Scan the records that follow, and whenever a line has the word "enum", copy it.

Start of Data extract

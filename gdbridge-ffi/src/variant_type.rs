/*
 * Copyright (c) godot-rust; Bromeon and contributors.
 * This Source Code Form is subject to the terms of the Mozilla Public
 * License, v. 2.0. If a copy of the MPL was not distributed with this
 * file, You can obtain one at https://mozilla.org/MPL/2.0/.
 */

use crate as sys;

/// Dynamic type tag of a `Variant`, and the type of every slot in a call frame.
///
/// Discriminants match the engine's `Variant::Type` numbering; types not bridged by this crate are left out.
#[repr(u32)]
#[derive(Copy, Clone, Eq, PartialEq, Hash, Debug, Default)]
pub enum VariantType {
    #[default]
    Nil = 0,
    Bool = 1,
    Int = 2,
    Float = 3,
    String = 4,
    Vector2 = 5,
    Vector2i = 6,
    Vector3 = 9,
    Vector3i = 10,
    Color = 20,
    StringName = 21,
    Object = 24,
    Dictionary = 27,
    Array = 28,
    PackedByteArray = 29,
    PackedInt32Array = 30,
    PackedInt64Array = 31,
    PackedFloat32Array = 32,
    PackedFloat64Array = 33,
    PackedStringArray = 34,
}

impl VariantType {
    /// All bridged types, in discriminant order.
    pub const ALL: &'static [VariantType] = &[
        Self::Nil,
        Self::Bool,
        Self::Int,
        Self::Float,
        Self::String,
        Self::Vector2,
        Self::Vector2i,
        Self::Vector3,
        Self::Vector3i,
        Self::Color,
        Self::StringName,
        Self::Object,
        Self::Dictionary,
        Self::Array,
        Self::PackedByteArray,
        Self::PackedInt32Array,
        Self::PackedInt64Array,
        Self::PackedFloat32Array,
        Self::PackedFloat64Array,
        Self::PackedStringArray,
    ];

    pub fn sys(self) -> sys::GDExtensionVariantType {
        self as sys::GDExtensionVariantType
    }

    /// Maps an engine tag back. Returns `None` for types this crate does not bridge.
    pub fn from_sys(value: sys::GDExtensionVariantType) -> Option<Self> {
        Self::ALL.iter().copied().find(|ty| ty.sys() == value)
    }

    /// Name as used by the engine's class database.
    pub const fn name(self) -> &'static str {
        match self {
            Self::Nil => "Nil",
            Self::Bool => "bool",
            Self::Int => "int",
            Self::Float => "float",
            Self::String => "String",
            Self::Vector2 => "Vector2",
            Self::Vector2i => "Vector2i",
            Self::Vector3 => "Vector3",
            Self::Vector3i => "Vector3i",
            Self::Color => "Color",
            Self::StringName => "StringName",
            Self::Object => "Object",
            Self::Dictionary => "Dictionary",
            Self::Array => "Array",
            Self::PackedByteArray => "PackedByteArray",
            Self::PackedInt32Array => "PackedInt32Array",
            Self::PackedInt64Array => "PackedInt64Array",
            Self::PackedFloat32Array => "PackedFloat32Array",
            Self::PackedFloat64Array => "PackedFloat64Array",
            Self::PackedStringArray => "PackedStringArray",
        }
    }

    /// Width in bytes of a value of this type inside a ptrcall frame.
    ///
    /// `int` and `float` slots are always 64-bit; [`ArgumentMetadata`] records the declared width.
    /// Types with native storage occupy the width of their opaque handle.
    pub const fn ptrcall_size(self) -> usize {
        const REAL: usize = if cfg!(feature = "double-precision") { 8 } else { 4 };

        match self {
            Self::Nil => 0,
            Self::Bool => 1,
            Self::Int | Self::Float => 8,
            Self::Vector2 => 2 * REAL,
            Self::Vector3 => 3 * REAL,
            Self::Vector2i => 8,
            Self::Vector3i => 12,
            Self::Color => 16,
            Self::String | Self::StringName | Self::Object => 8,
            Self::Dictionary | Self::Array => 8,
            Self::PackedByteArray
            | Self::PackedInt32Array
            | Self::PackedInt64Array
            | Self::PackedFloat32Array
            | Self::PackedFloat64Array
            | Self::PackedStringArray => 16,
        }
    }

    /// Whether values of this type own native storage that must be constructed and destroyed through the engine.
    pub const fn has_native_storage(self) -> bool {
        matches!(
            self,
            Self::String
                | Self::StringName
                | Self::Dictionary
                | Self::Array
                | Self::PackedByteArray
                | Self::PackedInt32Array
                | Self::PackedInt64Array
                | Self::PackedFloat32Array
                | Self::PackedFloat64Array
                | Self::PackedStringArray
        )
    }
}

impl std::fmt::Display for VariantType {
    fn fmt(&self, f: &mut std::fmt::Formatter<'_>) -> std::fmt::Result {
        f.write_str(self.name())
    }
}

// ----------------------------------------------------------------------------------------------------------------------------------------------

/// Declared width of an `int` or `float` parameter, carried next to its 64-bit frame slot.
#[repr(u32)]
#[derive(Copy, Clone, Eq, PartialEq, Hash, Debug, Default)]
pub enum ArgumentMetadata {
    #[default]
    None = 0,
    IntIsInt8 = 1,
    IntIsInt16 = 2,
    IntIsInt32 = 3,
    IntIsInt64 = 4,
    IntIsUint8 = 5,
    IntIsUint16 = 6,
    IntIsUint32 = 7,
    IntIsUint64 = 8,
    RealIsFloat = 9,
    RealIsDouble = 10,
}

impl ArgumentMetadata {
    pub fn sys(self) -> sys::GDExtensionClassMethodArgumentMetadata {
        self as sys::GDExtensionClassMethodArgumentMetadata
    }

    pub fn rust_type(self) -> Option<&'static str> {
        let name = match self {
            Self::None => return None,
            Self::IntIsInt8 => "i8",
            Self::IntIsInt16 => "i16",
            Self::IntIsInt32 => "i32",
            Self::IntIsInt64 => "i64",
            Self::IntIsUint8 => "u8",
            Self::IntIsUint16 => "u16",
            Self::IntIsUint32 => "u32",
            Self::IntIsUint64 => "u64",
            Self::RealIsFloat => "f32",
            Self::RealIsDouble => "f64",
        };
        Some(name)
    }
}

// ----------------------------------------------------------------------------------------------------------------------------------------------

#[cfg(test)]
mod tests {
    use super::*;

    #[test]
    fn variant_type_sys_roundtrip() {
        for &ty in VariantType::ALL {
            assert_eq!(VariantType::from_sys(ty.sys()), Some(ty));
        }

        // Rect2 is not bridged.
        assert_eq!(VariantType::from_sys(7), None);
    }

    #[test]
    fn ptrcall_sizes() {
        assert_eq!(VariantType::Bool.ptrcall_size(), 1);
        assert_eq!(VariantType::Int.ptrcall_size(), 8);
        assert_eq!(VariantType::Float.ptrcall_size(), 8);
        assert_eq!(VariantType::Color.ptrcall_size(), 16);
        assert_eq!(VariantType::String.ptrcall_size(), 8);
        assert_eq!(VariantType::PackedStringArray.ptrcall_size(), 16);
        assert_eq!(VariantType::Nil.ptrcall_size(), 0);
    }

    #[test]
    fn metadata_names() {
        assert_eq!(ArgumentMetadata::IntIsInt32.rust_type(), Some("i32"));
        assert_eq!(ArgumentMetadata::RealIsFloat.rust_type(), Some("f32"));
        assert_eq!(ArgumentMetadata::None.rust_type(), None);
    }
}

End of Data extract

Task response =>
pub enum VariantType {
pub enum ArgumentMetadata {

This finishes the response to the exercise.